BRIEF →
Select every line below containing the word "Present".

[Collected data entries]
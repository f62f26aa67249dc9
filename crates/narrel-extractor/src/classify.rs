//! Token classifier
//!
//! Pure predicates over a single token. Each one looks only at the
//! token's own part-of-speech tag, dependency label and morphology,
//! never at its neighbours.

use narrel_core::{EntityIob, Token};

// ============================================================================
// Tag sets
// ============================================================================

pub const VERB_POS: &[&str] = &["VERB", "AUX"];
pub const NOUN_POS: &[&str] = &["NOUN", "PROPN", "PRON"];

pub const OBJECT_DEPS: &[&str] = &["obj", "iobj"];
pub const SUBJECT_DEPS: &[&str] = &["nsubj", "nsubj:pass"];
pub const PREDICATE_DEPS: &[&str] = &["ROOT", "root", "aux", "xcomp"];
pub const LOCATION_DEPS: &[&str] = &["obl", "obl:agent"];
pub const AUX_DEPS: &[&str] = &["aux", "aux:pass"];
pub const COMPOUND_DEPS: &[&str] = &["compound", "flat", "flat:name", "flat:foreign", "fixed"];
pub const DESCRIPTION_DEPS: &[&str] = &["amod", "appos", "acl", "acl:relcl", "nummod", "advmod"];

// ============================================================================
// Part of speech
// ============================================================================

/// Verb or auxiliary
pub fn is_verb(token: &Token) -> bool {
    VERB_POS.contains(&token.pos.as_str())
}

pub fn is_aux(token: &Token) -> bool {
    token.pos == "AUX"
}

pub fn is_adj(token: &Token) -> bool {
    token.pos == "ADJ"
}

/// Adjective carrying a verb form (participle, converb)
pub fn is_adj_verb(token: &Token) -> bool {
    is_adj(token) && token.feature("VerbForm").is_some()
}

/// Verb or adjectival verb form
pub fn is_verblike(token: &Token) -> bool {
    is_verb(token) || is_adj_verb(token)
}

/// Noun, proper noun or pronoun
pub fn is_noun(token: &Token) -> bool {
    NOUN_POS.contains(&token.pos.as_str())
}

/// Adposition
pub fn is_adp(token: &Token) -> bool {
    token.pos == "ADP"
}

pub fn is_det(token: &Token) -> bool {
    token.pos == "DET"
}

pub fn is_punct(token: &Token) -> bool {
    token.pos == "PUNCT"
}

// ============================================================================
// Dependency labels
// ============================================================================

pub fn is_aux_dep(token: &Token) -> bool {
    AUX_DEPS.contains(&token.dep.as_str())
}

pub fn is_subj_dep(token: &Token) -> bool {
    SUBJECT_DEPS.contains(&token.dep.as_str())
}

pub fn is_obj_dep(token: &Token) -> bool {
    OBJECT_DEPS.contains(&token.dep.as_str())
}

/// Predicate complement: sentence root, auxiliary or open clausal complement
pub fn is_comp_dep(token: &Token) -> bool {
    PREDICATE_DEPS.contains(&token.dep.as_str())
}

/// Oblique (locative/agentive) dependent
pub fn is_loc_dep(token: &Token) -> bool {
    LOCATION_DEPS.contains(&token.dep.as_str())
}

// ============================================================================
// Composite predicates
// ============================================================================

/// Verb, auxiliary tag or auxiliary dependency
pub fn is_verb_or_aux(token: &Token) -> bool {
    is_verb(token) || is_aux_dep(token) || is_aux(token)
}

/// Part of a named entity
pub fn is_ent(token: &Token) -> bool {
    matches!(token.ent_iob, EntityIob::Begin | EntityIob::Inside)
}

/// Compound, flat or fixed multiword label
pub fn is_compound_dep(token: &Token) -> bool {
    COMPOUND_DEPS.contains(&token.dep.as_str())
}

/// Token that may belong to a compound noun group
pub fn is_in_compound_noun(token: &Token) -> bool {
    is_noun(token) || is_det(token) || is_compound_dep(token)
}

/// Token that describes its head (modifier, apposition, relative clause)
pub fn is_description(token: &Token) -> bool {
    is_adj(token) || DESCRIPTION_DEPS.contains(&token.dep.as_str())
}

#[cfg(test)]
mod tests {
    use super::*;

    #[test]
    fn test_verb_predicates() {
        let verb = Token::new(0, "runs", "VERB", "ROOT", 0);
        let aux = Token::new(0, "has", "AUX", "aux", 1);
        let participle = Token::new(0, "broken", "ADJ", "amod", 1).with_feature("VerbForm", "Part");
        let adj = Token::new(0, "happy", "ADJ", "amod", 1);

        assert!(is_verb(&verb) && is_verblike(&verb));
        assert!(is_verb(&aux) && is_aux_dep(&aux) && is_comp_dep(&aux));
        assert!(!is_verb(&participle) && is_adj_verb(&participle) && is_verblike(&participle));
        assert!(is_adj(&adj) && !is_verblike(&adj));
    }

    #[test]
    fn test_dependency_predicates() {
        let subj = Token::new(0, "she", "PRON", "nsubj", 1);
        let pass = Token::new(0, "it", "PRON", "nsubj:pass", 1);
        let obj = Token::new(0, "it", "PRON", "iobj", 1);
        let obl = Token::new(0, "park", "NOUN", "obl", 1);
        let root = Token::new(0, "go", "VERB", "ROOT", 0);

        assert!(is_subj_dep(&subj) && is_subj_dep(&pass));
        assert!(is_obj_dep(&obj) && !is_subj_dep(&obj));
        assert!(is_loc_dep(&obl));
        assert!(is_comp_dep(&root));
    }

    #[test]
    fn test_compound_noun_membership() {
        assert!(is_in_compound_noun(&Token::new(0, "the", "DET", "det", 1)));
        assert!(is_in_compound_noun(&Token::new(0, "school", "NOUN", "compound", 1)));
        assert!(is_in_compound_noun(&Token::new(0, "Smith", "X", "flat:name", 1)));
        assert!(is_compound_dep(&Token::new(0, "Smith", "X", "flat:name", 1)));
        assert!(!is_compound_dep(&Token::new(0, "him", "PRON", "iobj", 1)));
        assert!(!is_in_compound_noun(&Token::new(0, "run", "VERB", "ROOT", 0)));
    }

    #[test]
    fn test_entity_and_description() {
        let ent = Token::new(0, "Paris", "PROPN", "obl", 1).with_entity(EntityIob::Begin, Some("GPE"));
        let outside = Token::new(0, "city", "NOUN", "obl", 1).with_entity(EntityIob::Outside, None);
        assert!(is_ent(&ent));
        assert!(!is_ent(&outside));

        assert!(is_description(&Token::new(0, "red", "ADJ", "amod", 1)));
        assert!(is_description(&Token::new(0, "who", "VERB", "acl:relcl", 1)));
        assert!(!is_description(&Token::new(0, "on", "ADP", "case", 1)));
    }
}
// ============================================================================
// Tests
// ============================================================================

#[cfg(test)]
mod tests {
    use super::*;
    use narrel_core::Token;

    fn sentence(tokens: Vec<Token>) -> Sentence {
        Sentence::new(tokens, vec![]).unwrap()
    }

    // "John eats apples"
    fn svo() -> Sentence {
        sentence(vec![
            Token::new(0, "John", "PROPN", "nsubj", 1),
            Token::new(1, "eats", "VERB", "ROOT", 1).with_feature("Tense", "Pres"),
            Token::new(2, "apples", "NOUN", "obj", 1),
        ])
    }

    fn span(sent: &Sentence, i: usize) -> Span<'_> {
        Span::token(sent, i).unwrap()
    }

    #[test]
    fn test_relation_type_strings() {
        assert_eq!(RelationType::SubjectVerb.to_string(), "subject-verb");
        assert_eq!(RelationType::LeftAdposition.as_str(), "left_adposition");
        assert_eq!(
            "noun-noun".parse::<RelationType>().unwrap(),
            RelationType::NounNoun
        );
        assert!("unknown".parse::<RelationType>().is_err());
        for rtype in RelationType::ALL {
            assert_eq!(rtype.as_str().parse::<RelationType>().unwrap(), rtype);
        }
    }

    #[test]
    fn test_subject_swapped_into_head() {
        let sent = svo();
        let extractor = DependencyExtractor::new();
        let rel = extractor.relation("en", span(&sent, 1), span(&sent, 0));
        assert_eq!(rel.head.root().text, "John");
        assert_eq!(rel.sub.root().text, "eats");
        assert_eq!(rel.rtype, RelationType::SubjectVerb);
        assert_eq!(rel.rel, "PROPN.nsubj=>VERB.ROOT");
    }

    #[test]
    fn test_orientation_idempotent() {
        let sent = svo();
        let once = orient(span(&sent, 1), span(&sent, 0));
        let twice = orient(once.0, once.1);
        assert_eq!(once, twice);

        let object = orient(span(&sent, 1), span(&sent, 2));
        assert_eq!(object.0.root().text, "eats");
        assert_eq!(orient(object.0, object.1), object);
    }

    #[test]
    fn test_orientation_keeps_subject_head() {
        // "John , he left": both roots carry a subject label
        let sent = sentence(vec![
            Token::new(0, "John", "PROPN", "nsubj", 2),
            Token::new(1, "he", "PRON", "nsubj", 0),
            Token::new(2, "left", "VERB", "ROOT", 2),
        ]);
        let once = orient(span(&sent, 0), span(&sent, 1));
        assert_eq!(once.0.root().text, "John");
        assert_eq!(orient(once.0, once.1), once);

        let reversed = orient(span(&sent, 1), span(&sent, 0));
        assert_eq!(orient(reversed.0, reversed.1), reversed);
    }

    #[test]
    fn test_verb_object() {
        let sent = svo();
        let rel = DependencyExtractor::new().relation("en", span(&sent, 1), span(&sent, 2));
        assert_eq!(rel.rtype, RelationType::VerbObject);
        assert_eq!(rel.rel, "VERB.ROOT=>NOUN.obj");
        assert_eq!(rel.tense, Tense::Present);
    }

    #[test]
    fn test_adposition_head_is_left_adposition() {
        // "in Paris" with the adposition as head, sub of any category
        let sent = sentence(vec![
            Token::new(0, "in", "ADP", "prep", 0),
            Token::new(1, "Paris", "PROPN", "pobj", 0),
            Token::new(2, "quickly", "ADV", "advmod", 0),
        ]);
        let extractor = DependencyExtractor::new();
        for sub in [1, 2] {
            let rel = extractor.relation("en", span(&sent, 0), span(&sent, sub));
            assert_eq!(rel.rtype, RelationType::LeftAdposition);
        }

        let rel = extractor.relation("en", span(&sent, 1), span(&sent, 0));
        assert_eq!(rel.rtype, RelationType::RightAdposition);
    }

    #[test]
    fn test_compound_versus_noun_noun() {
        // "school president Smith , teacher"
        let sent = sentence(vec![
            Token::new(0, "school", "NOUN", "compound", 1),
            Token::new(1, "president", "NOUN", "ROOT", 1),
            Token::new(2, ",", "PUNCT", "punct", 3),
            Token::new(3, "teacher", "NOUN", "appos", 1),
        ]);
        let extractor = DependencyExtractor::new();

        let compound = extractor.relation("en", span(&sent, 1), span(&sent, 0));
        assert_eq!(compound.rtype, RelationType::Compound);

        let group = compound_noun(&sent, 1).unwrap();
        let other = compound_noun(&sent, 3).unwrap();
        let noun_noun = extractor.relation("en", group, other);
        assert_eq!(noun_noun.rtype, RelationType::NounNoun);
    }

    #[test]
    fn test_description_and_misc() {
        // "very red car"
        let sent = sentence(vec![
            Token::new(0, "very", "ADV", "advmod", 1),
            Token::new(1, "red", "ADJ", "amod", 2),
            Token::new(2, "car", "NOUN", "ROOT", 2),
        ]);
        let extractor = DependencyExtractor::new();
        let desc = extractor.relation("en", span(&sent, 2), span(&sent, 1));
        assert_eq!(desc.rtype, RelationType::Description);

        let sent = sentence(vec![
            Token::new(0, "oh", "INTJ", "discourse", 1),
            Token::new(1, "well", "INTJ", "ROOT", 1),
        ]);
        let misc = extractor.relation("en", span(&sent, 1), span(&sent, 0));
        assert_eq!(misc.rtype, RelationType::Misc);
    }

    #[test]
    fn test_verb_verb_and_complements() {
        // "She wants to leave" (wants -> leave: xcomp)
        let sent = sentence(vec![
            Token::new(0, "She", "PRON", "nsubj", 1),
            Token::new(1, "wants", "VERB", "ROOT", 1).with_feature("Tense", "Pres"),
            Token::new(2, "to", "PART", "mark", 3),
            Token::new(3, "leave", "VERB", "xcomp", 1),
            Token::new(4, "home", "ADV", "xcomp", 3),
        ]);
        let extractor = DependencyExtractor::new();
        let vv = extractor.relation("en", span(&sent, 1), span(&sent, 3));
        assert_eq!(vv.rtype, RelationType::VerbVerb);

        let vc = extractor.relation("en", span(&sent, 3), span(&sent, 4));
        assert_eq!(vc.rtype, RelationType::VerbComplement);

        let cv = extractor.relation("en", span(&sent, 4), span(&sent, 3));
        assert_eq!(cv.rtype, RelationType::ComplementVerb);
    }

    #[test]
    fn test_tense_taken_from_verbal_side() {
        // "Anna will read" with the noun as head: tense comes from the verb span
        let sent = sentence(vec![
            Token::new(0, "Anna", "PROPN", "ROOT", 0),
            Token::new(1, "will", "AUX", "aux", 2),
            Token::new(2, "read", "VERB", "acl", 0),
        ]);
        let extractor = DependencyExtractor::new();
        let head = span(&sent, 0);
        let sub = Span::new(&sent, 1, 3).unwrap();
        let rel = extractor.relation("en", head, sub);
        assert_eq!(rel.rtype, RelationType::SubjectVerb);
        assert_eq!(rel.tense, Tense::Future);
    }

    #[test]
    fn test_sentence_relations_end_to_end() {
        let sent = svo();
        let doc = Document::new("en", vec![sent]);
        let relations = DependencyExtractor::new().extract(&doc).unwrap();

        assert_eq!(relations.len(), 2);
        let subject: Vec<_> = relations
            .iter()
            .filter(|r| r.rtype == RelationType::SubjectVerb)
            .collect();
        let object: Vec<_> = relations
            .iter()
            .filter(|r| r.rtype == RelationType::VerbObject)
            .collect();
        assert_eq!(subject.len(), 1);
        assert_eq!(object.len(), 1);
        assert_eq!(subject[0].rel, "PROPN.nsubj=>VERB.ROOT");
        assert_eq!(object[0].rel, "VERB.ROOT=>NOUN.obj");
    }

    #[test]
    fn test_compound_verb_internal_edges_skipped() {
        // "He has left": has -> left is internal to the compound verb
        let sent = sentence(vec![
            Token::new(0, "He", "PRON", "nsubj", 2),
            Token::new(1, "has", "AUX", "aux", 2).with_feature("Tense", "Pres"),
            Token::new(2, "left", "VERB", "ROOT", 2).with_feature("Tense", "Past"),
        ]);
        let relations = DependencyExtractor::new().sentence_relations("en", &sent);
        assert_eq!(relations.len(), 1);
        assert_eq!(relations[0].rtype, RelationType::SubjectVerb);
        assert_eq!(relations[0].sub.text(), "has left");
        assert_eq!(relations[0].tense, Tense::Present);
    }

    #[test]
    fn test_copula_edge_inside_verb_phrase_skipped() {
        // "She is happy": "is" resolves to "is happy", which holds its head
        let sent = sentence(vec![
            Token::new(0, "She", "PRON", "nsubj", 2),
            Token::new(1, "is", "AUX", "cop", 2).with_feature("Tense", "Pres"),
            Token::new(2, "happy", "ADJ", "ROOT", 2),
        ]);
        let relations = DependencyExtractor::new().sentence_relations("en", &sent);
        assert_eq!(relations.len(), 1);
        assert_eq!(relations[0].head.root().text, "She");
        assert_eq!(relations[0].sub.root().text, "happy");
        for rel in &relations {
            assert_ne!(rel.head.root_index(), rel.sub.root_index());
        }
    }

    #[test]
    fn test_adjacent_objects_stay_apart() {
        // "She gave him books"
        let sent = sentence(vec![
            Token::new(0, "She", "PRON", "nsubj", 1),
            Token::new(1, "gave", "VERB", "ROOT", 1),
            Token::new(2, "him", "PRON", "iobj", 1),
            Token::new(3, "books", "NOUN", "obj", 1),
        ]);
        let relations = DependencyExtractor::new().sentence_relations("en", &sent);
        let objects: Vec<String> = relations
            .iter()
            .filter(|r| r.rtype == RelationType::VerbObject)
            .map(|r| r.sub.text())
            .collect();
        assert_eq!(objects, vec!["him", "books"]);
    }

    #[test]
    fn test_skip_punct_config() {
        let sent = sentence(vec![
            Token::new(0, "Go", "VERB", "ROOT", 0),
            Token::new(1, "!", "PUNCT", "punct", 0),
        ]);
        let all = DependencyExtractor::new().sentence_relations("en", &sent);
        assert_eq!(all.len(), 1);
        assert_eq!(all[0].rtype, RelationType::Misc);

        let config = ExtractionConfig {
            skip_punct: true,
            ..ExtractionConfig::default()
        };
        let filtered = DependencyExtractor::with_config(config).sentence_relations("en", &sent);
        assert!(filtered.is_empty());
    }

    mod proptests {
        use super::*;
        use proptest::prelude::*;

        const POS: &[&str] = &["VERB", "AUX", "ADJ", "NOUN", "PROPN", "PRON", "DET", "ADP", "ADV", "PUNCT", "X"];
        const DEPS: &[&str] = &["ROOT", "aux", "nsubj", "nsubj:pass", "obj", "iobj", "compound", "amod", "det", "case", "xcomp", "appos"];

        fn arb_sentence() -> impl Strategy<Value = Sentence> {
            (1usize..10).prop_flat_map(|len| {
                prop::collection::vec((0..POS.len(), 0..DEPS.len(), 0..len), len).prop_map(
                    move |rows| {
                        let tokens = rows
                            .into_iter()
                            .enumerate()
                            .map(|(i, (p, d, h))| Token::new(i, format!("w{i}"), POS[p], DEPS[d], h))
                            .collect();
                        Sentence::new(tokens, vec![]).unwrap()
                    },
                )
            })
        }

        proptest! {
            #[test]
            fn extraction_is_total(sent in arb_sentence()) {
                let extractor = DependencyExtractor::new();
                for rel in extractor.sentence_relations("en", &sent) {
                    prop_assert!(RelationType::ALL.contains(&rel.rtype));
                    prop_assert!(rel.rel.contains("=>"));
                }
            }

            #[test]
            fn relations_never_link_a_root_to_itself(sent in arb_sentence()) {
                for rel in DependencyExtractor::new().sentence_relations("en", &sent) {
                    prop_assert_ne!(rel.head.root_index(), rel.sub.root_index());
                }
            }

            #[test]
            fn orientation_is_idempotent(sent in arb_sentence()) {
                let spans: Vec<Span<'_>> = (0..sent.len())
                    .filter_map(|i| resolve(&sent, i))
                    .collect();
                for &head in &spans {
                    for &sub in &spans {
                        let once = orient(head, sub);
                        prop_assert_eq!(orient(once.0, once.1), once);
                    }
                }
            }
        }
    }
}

SOLUTION FOR THIS PROBLEM →
        assert_eq!(rel.tense, Tense::Present);
        assert_eq!(relations[0].tense, Tense::Present);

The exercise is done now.